## Your assignment
Go through the listing and copy each line with the string "queries".

Available data: Begin

use std::time::Duration;

use reqwest::Client;

pub const DEFAULT_BASE_URL: &str = "https://api.openai.com/v1";

/// Shared OpenAI HTTP client configuration.
pub struct OpenAIClient {
    pub client: Client,
    pub api_key: String,
    pub base_url: String,
}

impl OpenAIClient {
    pub fn new(api_key: String) -> Self {
        Self::with_base_url(api_key, DEFAULT_BASE_URL.to_string())
    }

    /// Targets an OpenAI-compatible endpoint other than the public API.
    pub fn with_base_url(api_key: String, base_url: String) -> Self {
        let client = Client::builder()
            .timeout(Duration::from_secs(60))
            .build()
            .unwrap_or_default();

        Self {
            client,
            api_key,
            base_url: base_url.trim_end_matches('/').to_string(),
        }
    }

    /// Builds the authorization header value.
    pub fn auth_header(&self) -> String {
        format!("Bearer {}", self.api_key)
    }

    /// Returns the chat completions endpoint URL.
    pub fn chat_completions_url(&self) -> String {
        format!("{}/chat/completions", self.base_url)
    }
}

#[cfg(test)]
mod tests {
    use super::*;

    #[test]
    fn should_build_bearer_header_from_key() {
        let client = OpenAIClient::new("sk-test".to_string());

        assert_eq!(client.auth_header(), "Bearer sk-test");
    }

    #[test]
    fn should_default_to_public_chat_completions_endpoint() {
        let client = OpenAIClient::new("sk-test".to_string());

        assert_eq!(
            client.chat_completions_url(),
            "https://api.openai.com/v1/chat/completions"
        );
    }

    #[test]
    fn should_strip_trailing_slash_from_custom_base_url() {
        let client = OpenAIClient::with_base_url(
            "sk-test".to_string(),
            "http://localhost:9000/".to_string(),
        );

        assert_eq!(
            client.chat_completions_url(),
            "http://localhost:9000/chat/completions"
        );
    }
}
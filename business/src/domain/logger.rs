/// Logging port so the use cases stay independent of the tracing backend.
pub trait Logger: Send + Sync {
    fn info(&self, message: &str);
    fn error(&self, message: &str);
    fn debug(&self, message: &str);
}
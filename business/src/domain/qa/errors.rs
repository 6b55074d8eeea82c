use crate::domain::completion::errors::CompletionError;
use crate::domain::errors::RepositoryError;

#[derive(Debug, thiserror::Error)]
pub enum QaError {
    #[error("qa.question_empty")]
    QuestionEmpty,
    #[error(transparent)]
    Completion(#[from] CompletionError),
    #[error(transparent)]
    Repository(#[from] RepositoryError),
}
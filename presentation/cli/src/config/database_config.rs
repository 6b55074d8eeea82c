use persistence::db::{DatabaseConfig, open_database};
use rusqlite::Connection;

use super::app_config::AppConfig;

/// Open the local question/answer store inside the config directory
///
/// # Errors
/// Returns error if the file cannot be opened, is locked by another process,
/// or the bucket cannot be created
pub fn init_database(config: &AppConfig) -> anyhow::Result<Connection> {
    let conn = open_database(&DatabaseConfig::new(config.db_file()))?;
    Ok(conn)
}
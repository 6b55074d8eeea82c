use async_trait::async_trait;

use crate::domain::errors::RepositoryError;

use super::model::QuestionAnswer;

#[async_trait]
pub trait QuestionAnswerRepository: Send + Sync {
    /// Inserts the record, overwriting any record stored under the same question.
    async fn save(&self, qa: &QuestionAnswer) -> Result<(), RepositoryError>;
}
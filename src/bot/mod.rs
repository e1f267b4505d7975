//! Bot module for handling Telegram interactions
//!
//! This module is split into several submodules:
//! - `message_handler`: routes text messages to commands, menus and wizard steps
//! - `callback_handler`: handles inline keyboard callback queries
//! - `dialogue_manager`: room, material and calculation wizard steps
//! - `knowledge_handler`: knowledge base browsing, search and admin additions
//! - `commands`: slash command parsing
//! - `ui_builder`: creates keyboards and formats messages

pub mod callback_handler;
pub mod commands;
pub mod dialogue_manager;
pub mod knowledge_handler;
pub mod message_handler;
pub mod ui_builder;

use teloxide::dispatching::dialogue::InMemStorage;
use teloxide::dispatching::UpdateHandler;
use teloxide::prelude::*;

use crate::config::BotConfig;
use crate::dialogue::DialogueState;
use crate::knowledge::KnowledgeBase;
use crate::storage::UserStore;

// Re-export main handler functions for use in main.rs
pub use callback_handler::callback_handler;
pub use message_handler::message_handler;

/// Shared state injected into every handler
pub struct BotContext {
    pub store: UserStore,
    pub knowledge: KnowledgeBase,
    pub config: BotConfig,
}

impl BotContext {
    pub fn new(config: BotConfig) -> Self {
        Self {
            store: UserStore::new(&config.data_dir),
            knowledge: KnowledgeBase::new(&config.knowledge_base_dir),
            config,
        }
    }
}

/// Dispatch tree: messages and callback queries, both with per-chat dialogue
pub fn schema() -> UpdateHandler<anyhow::Error> {
    let messages = Update::filter_message()
        .enter_dialogue::<Message, InMemStorage<DialogueState>, DialogueState>()
        .endpoint(message_handler);

    let callbacks = Update::filter_callback_query()
        .enter_dialogue::<CallbackQuery, InMemStorage<DialogueState>, DialogueState>()
        .endpoint(callback_handler);

    dptree::entry().branch(messages).branch(callbacks)
}
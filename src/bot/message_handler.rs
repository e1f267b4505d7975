//! Message Handler module for routing text messages

use anyhow::Result;
use std::sync::Arc;
use teloxide::prelude::*;
use tracing::{debug, error, info};

use crate::dialogue::{BotDialogue, DialogueState};
use crate::estimate::EstimateSummary;
use crate::localization::{matches_label, t_args_lang, t_lang};
use crate::material_model::default_catalog;

use super::commands::Command;
use super::dialogue_manager::{
    begin_calculation, begin_material_wizard, begin_room_wizard, begin_search,
    handle_calculation_material_input, handle_calculation_room_input, handle_calculation_surface_input,
    handle_material_category_input, handle_material_name_input, handle_material_price_input,
    handle_material_unit_input, handle_room_height_input, handle_room_length_input, handle_room_name_input,
    handle_room_width_input, handle_search_query_input,
};
use super::knowledge_handler::{handle_kb_add, run_search, send_help, show_categories, show_category};
use super::ui_builder::{
    estimate_keyboard, format_estimate, format_material_deletion, format_materials_list, format_rooms_list,
    main_menu_keyboard, material_delete_keyboard, materials_menu_keyboard, materials_page_keyboard,
    room_delete_keyboard,
};
use super::BotContext;

/// Actions reachable from reply keyboard buttons outside a wizard
#[derive(Debug, Clone, Copy, PartialEq, Eq)]
pub enum MenuAction {
    CalculateArea,
    MyRooms,
    Materials,
    MyEstimate,
    MaterialCalculation,
    KnowledgeBase,
    Help,
    AddMaterial,
    ShowMaterials,
    DeleteMaterial,
    ImportMaterials,
    MainMenu,
}

impl MenuAction {
    const LABELS: [(&'static str, MenuAction); 12] = [
        ("menu-calculate-area", MenuAction::CalculateArea),
        ("menu-my-rooms", MenuAction::MyRooms),
        ("menu-materials", MenuAction::Materials),
        ("menu-my-estimate", MenuAction::MyEstimate),
        ("menu-material-calculation", MenuAction::MaterialCalculation),
        ("menu-knowledge", MenuAction::KnowledgeBase),
        ("menu-help", MenuAction::Help),
        ("menu-add-material", MenuAction::AddMaterial),
        ("menu-show-materials", MenuAction::ShowMaterials),
        ("menu-delete-material", MenuAction::DeleteMaterial),
        ("menu-import-materials", MenuAction::ImportMaterials),
        ("menu-main", MenuAction::MainMenu),
    ];

    /// Recognize a button label in any supported language
    pub fn from_text(text: &str) -> Option<Self> {
        Self::LABELS
            .iter()
            .find(|(key, _)| matches_label(text, key))
            .map(|(_, action)| *action)
    }
}

/// What a text message triggers, given the current dialogue state
#[derive(Debug, Clone, PartialEq, Eq)]
pub enum Route {
    /// Slash commands are honored at any step
    Command(Command),
    /// The main menu button, which also leaves any wizard
    MainMenu,
    /// Input for the active wizard step
    WizardStep,
    Menu(MenuAction),
    /// Unrecognized text outside a wizard
    Unknown,
}

/// Decide how to handle `text`: command, then main menu, then the active
/// wizard step, then menu buttons, then the fallback hint
pub fn route(text: &str, state: &DialogueState) -> Route {
    if let Some(command) = Command::parse(text) {
        return Route::Command(command);
    }

    let action = MenuAction::from_text(text);
    if action == Some(MenuAction::MainMenu) {
        return Route::MainMenu;
    }
    if state.is_active() {
        return Route::WizardStep;
    }

    match action {
        Some(action) => Route::Menu(action),
        None => Route::Unknown,
    }
}

fn message_language(msg: &Message) -> Option<&str> {
    msg.from
        .as_ref()
        .and_then(|user| user.language_code.as_ref())
        .map(|s| s.as_str())
}

async fn send_main_menu(bot: &Bot, chat_id: ChatId, key: &str, language_code: Option<&str>) -> Result<()> {
    bot.send_message(chat_id, t_lang(key, language_code))
        .reply_markup(main_menu_keyboard(language_code))
        .await?;
    Ok(())
}

async fn send_welcome(bot: &Bot, chat_id: ChatId, language_code: Option<&str>) -> Result<()> {
    let welcome_message = [
        t_lang("welcome-title", language_code),
        t_lang("welcome-description", language_code),
        t_lang("welcome-menu-hint", language_code),
    ]
    .join("\n\n");
    bot.send_message(chat_id, welcome_message)
        .reply_markup(main_menu_keyboard(language_code))
        .await?;
    Ok(())
}

async fn send_help_message(bot: &Bot, chat_id: ChatId, language_code: Option<&str>) -> Result<()> {
    let help_message = [
        t_lang("help-title", language_code),
        t_lang("help-rooms", language_code),
        t_lang("help-materials", language_code),
        t_lang("help-calculation", language_code),
        t_lang("help-estimate", language_code),
        t_lang("help-knowledge", language_code),
        t_lang("help-commands", language_code),
    ]
    .join("\n\n");
    bot.send_message(chat_id, help_message)
        .reply_markup(main_menu_keyboard(language_code))
        .await?;
    Ok(())
}

async fn handle_command(
    bot: &Bot,
    msg: &Message,
    dialogue: BotDialogue,
    ctx: &BotContext,
    command: Command,
    language_code: Option<&str>,
) -> Result<()> {
    debug!(user_id = %msg.chat.id, command = ?command, "Handling command");
    let chat_id = msg.chat.id;

    if command.resets_dialogue() {
        dialogue.exit().await?;
    }

    match command {
        Command::Start => send_welcome(bot, chat_id, language_code).await,
        Command::Help => send_help_message(bot, chat_id, language_code).await,
        Command::Cancel => send_main_menu(bot, chat_id, "cancelled", language_code).await,
        Command::KnowledgeBase => show_categories(bot, chat_id, ctx, language_code).await,
        Command::Search(query) if query.is_empty() => begin_search(bot, chat_id, dialogue, language_code).await,
        Command::Search(query) => run_search(bot, chat_id, ctx, &query, language_code).await,
        Command::Category(name) if name.is_empty() => show_categories(bot, chat_id, ctx, language_code).await,
        Command::Category(name) => show_category(bot, chat_id, ctx, &name, language_code).await,
        Command::HelpKb => send_help(bot, chat_id, ctx, language_code).await,
        Command::KbAdd(args) => handle_kb_add(bot, msg, ctx, &args, language_code).await,
    }
}

async fn show_rooms(bot: &Bot, msg: &Message, ctx: &BotContext, language_code: Option<&str>) -> Result<()> {
    let rooms = ctx.store.get_user_rooms(msg.chat.id.0)?;
    if rooms.is_empty() {
        return send_main_menu(bot, msg.chat.id, "rooms-empty", language_code).await;
    }
    bot.send_message(msg.chat.id, format_rooms_list(&rooms, 0, language_code))
        .reply_markup(room_delete_keyboard(&rooms, 0))
        .await?;
    Ok(())
}

async fn show_materials(bot: &Bot, msg: &Message, ctx: &BotContext, language_code: Option<&str>) -> Result<()> {
    let materials = ctx.store.get_user_materials(msg.chat.id.0)?;
    if materials.is_empty() {
        bot.send_message(msg.chat.id, t_lang("materials-empty", language_code))
            .reply_markup(materials_menu_keyboard(language_code))
            .await?;
        return Ok(());
    }
    let request = bot.send_message(msg.chat.id, format_materials_list(&materials, 0, language_code));
    // Longer lists get page buttons; the materials menu keyboard stays from the previous message
    match materials_page_keyboard(&materials, 0) {
        Some(keyboard) => request.reply_markup(keyboard).await?,
        None => request.reply_markup(materials_menu_keyboard(language_code)).await?,
    };
    Ok(())
}

async fn offer_material_deletion(
    bot: &Bot,
    msg: &Message,
    ctx: &BotContext,
    language_code: Option<&str>,
) -> Result<()> {
    let materials = ctx.store.get_user_materials(msg.chat.id.0)?;
    if materials.is_empty() {
        bot.send_message(msg.chat.id, t_lang("materials-empty", language_code))
            .reply_markup(materials_menu_keyboard(language_code))
            .await?;
        return Ok(());
    }
    bot.send_message(msg.chat.id, format_material_deletion(&materials, 0, language_code))
        .reply_markup(material_delete_keyboard(&materials, 0))
        .await?;
    Ok(())
}

async fn import_standard_materials(
    bot: &Bot,
    msg: &Message,
    ctx: &BotContext,
    language_code: Option<&str>,
) -> Result<()> {
    match ctx.store.import_materials(msg.chat.id.0, default_catalog()) {
        Ok(added) => {
            info!(user_id = %msg.chat.id, added, "Imported standard materials");
            let text = t_args_lang(
                "materials-imported",
                &[("count", &added.to_string())],
                language_code,
            );
            bot.send_message(msg.chat.id, text)
                .reply_markup(materials_menu_keyboard(language_code))
                .await?;
        }
        Err(e) => {
            error!(user_id = %msg.chat.id, error = %e, "Failed to import standard materials");
            bot.send_message(msg.chat.id, t_lang("error-save-failed", language_code))
                .await?;
        }
    }
    Ok(())
}

async fn show_estimate(bot: &Bot, msg: &Message, ctx: &BotContext, language_code: Option<&str>) -> Result<()> {
    let summary = EstimateSummary::from_lines(ctx.store.get_estimate_lines(msg.chat.id.0)?);
    let text = format_estimate(&summary, language_code);
    if summary.is_empty() {
        bot.send_message(msg.chat.id, text)
            .reply_markup(main_menu_keyboard(language_code))
            .await?;
    } else {
        bot.send_message(msg.chat.id, text)
            .reply_markup(estimate_keyboard(language_code))
            .await?;
    }
    Ok(())
}

async fn handle_menu_action(
    bot: &Bot,
    msg: &Message,
    dialogue: BotDialogue,
    ctx: &BotContext,
    action: MenuAction,
    language_code: Option<&str>,
) -> Result<()> {
    debug!(user_id = %msg.chat.id, action = ?action, "Handling menu action");

    match action {
        MenuAction::CalculateArea => begin_room_wizard(bot, msg, dialogue, language_code).await,
        MenuAction::MyRooms => show_rooms(bot, msg, ctx, language_code).await,
        MenuAction::Materials => {
            bot.send_message(msg.chat.id, t_lang("materials-menu", language_code))
                .reply_markup(materials_menu_keyboard(language_code))
                .await?;
            Ok(())
        }
        MenuAction::MyEstimate => show_estimate(bot, msg, ctx, language_code).await,
        MenuAction::MaterialCalculation => begin_calculation(bot, msg, dialogue, ctx, language_code).await,
        MenuAction::KnowledgeBase => show_categories(bot, msg.chat.id, ctx, language_code).await,
        MenuAction::Help => send_help_message(bot, msg.chat.id, language_code).await,
        MenuAction::AddMaterial => begin_material_wizard(bot, msg, dialogue, language_code).await,
        MenuAction::ShowMaterials => show_materials(bot, msg, ctx, language_code).await,
        MenuAction::DeleteMaterial => offer_material_deletion(bot, msg, ctx, language_code).await,
        MenuAction::ImportMaterials => import_standard_materials(bot, msg, ctx, language_code).await,
        MenuAction::MainMenu => send_main_menu(bot, msg.chat.id, "main-menu", language_code).await,
    }
}

/// Route a wizard step to its handler
async fn handle_dialogue_input(
    bot: &Bot,
    msg: &Message,
    dialogue: BotDialogue,
    ctx: &BotContext,
    state: DialogueState,
    text: &str,
    language_code: Option<&str>,
) -> Result<()> {
    match state {
        DialogueState::Start => Ok(()),
        DialogueState::WaitingForRoomName => {
            handle_room_name_input(bot, msg, dialogue, text, language_code).await
        }
        DialogueState::WaitingForRoomLength { name } => {
            handle_room_length_input(bot, msg, dialogue, text, name, language_code).await
        }
        DialogueState::WaitingForRoomWidth { name, length } => {
            handle_room_width_input(bot, msg, dialogue, text, name, length, language_code).await
        }
        DialogueState::WaitingForRoomHeight { name, length, width } => {
            handle_room_height_input(bot, msg, dialogue, ctx, text, name, length, width, language_code).await
        }
        DialogueState::WaitingForMaterialCategory => {
            handle_material_category_input(bot, msg, dialogue, text, language_code).await
        }
        DialogueState::WaitingForMaterialName { category } => {
            handle_material_name_input(bot, msg, dialogue, text, category, language_code).await
        }
        DialogueState::WaitingForMaterialUnit { category, name } => {
            handle_material_unit_input(bot, msg, dialogue, text, category, name, language_code).await
        }
        DialogueState::WaitingForMaterialPrice { category, name, unit } => {
            handle_material_price_input(bot, msg, dialogue, ctx, text, category, name, unit, language_code)
                .await
        }
        DialogueState::WaitingForCalculationRoom => {
            handle_calculation_room_input(bot, msg, dialogue, ctx, text, language_code).await
        }
        DialogueState::WaitingForCalculationMaterial { room } => {
            handle_calculation_material_input(bot, msg, dialogue, ctx, text, room, language_code).await
        }
        DialogueState::WaitingForCalculationSurface { room, material } => {
            handle_calculation_surface_input(bot, msg, dialogue, ctx, text, room, material, language_code)
                .await
        }
        DialogueState::WaitingForSearchQuery => {
            handle_search_query_input(bot, msg, dialogue, ctx, text, language_code).await
        }
    }
}

async fn handle_text_message(
    bot: &Bot,
    msg: &Message,
    dialogue: BotDialogue,
    ctx: &BotContext,
    text: &str,
) -> Result<()> {
    debug!(user_id = %msg.chat.id, message_length = text.len(), "Received text message from user");
    let language_code = message_language(msg);

    let state = dialogue.get().await?.unwrap_or_default();

    match route(text, &state) {
        Route::Command(command) => handle_command(bot, msg, dialogue, ctx, command, language_code).await,
        Route::MainMenu => {
            if state.is_active() {
                debug!(user_id = %msg.chat.id, state = ?state, "Wizard cancelled from main menu");
                dialogue.exit().await?;
            }
            send_main_menu(bot, msg.chat.id, "main-menu", language_code).await
        }
        Route::WizardStep => handle_dialogue_input(bot, msg, dialogue, ctx, state, text, language_code).await,
        Route::Menu(action) => handle_menu_action(bot, msg, dialogue, ctx, action, language_code).await,
        Route::Unknown => send_main_menu(bot, msg.chat.id, "unknown-input", language_code).await,
    }
}

async fn handle_unsupported_message(bot: &Bot, msg: &Message) -> Result<()> {
    let language_code = message_language(msg);
    debug!(user_id = %msg.chat.id, "Received unsupported message type from user");
    bot.send_message(msg.chat.id, t_lang("unsupported-message", language_code))
        .await?;
    Ok(())
}

pub async fn message_handler(
    bot: Bot,
    msg: Message,
    ctx: Arc<BotContext>,
    dialogue: BotDialogue,
) -> Result<()> {
    if let Some(text) = msg.text() {
        handle_text_message(&bot, &msg, dialogue, &ctx, text).await?;
    } else {
        handle_unsupported_message(&bot, &msg).await?;
    }

    Ok(())
}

Available data: End

## Exercise output
//! - `callback_handler`: handles inline keyboard callback queries
/// Dispatch tree: messages and callback queries, both with per-chat dialogue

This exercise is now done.